An efficient and audacious military operation instills pride and makes Peruvians feel good, but it does not begin to deal with Peru’s underlying problems of profound social distress and institutional precariousness. Worse, the success of the raid may make dealing with such problems even more difficult.

The outcome of the rescue operation may serve to fortify hard-liners in the military who wanted to use force from the outset of the siege. In a country where political parties are in shambles, the congress is ineffectual, the judiciary is politically controlled and one of the president’s main pillars of support is the armed forces, such a prospect is deeply troubling.

Although human-rights violations have decreased in the past several years, the armed forces have a history of violating the basic constitutional guarantees of Peruvian citizens, targeting opposition figures, in particular. Since it was force that ended the hostage crisis, other means to resolve problems--dialogue, negotiation--may now be given less attention.

This explains why Peruvians who so fervently hoped for a negotiated end to the crisis are somewhat demoralized. It is not that they believed that such a settlement offered a better solution. Rather, it would have demonstrated the value of conversation and give and take. It may even have forced Fujimori to consider softening his authoritarianism and prepare the ground for democratic politics in Peru. Instead, the notions of dialogue and negotiation may well have been further discredited.

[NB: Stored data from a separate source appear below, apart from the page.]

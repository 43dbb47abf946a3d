//! Request inputs for the two workflows.

use serde::{Deserialize, Serialize};

/// The media type that marks a file as CSV regardless of its name.
pub const CSV_MEDIA_TYPE: &str = "text/csv";

/// A validated free-text diagnostic query.
///
/// `text` is kept exactly as typed; only the emptiness check trims.
#[derive(Debug, Clone, PartialEq, Eq, Serialize, Deserialize)]
pub struct QueryRequest {
    pub text: String,
}

/// A file offered by the picker or a drop, before or after validation.
///
/// Only values accepted by the upload validator are ever staged.
#[derive(Debug, Clone, PartialEq, Eq)]
pub struct UploadCandidate {
    /// File name as reported by the picker, e.g. `vitals.csv`.
    pub name: String,
    /// Size in bytes.
    pub byte_size: u64,
    /// Declared media type, if the source reported one.
    pub media_type: Option<String>,
    /// Raw file contents sent as the multipart body.
    pub contents: Vec<u8>,
}

impl UploadCandidate {
    /// Build a candidate from in-memory contents; `byte_size` is derived.
    pub fn new(
        name: impl Into<String>,
        media_type: Option<String>,
        contents: impl Into<Vec<u8>>,
    ) -> Self {
        let contents = contents.into();
        Self {
            name: name.into(),
            byte_size: contents.len() as u64,
            media_type,
            contents,
        }
    }

    /// Size in KiB with two decimals, the way the drop zone shows it.
    pub fn size_kib(&self) -> String {
        format!("{:.2} KB", self.byte_size as f64 / 1024.0)
    }
}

The stubbornness and irresponsibility of Nestor Cerpa Cartolini, the Tupac Amaru guerrilla leader, certainly contributed to this irony. After scoring a major propaganda coup, even displaying the same efficiency and boldness that characterized the rescue raid when his band seized the ambassador’s residence last December, the former union leader clung to his unrealistic demand of freedom for 400 Tupac Amaru revolutionaries in Peru’s prisons.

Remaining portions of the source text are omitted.